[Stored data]

※

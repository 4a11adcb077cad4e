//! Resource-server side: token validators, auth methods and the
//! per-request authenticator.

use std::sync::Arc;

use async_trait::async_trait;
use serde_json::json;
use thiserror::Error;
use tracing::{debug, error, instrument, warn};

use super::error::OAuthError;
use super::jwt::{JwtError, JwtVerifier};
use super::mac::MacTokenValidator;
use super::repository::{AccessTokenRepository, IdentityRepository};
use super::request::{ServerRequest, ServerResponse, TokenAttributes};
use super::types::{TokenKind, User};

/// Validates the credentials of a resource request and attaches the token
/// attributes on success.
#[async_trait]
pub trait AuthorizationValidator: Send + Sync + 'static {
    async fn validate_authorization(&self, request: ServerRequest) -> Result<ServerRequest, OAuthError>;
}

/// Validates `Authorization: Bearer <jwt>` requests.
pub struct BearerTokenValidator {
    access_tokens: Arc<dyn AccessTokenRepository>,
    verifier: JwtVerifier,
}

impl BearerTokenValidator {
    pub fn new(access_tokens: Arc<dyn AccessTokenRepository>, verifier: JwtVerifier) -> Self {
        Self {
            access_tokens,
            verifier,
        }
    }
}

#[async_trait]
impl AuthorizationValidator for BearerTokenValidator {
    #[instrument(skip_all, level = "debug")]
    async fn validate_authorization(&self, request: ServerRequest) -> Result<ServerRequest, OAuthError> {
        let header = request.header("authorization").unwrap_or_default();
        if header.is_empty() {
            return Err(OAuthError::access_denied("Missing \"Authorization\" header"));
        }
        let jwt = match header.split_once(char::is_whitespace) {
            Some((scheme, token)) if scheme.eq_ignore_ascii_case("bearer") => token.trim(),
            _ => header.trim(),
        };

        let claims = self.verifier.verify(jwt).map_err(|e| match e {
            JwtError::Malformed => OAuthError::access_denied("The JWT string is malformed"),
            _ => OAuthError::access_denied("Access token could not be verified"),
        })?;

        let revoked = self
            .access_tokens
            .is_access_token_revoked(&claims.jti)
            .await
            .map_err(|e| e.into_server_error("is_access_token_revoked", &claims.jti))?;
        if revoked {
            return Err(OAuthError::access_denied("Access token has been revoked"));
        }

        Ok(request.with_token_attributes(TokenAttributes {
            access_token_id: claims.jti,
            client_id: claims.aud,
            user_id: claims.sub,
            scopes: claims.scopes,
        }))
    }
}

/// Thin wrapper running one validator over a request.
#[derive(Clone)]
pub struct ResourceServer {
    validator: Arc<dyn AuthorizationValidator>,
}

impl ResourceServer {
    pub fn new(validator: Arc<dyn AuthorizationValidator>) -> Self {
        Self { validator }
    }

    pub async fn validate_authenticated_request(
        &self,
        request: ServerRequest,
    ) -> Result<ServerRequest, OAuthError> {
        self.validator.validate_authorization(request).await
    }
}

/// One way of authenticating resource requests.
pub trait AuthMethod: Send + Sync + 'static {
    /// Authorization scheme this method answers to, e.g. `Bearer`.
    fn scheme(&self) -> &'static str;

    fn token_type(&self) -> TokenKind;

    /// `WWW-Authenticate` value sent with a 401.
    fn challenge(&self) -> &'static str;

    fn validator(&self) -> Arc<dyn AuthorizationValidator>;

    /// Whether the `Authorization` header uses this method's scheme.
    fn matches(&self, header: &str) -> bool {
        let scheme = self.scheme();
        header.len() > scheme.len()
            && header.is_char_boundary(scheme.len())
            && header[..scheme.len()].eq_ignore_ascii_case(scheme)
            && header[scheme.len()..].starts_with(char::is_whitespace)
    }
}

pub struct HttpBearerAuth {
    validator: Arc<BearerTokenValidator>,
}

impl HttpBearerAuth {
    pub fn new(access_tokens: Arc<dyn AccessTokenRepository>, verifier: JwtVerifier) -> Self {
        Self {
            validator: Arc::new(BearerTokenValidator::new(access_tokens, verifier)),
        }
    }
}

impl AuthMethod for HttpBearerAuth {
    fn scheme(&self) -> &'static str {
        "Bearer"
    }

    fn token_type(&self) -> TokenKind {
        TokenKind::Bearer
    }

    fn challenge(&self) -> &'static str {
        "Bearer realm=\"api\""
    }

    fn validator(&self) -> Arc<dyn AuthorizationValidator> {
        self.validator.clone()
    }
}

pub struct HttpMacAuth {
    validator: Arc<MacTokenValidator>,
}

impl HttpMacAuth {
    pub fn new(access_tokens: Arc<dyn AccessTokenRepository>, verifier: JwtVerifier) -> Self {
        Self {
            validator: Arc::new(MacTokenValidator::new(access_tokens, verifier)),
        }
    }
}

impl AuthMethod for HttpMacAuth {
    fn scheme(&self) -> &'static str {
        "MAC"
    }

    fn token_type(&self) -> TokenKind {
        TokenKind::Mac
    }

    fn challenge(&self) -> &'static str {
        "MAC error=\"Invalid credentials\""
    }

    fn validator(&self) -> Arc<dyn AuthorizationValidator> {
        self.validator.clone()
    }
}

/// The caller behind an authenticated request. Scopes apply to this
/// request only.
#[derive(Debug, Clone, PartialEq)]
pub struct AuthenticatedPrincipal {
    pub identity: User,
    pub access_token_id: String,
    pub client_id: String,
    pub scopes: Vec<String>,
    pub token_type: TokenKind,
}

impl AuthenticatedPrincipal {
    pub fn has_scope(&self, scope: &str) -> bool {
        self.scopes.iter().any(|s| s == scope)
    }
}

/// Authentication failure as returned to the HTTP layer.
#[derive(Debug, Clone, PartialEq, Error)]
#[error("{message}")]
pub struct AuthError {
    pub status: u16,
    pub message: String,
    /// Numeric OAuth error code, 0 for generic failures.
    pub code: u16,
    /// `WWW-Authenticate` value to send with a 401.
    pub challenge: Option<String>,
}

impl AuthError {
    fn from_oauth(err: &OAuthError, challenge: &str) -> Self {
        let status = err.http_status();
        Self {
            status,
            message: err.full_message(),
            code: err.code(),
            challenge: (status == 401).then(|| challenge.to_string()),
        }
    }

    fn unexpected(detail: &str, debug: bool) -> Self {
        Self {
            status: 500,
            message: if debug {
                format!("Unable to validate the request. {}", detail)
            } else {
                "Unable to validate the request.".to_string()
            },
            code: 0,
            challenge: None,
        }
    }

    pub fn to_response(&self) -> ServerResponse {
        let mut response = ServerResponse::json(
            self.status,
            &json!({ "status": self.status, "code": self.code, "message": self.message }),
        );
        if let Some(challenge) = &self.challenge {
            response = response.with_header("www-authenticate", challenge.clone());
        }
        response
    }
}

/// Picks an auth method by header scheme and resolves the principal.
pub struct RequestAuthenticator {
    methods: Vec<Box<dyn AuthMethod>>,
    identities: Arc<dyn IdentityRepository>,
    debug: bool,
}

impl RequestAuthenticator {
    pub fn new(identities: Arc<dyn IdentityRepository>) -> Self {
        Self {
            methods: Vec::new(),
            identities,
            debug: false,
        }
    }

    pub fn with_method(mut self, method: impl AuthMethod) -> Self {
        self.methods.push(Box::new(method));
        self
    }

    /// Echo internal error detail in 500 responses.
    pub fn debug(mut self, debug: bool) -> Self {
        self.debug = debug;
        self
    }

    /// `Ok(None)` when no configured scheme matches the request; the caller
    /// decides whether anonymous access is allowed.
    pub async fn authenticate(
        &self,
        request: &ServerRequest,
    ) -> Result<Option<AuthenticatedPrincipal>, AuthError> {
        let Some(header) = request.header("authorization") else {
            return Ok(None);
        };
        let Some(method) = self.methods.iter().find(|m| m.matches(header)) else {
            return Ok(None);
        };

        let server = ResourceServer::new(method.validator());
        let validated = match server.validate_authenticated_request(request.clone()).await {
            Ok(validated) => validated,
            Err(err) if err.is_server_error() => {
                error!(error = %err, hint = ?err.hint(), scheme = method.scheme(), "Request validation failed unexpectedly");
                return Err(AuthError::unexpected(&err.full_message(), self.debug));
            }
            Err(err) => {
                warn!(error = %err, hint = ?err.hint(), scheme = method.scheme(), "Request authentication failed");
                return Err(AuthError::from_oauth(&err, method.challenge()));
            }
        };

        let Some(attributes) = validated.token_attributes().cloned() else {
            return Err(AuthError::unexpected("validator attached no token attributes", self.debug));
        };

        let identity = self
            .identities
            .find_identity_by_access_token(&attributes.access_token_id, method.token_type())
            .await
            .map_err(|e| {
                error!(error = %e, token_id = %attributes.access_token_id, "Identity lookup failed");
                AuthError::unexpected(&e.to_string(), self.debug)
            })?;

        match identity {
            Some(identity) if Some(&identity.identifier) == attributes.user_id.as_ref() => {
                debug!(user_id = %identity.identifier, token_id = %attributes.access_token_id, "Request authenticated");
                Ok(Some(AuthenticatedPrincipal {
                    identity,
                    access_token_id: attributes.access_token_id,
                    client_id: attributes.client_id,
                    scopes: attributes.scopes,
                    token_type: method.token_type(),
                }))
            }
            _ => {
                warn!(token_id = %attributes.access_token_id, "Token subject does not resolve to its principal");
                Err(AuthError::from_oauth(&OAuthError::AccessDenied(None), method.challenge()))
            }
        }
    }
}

※

[YOUR TASK] Find the string "credentials" in the entries above. Copy each line where it occurs.

[RESPONSE TO THE TASK]
/// Validates the credentials of a resource request and attaches the token
        "MAC error=\"Invalid credentials\""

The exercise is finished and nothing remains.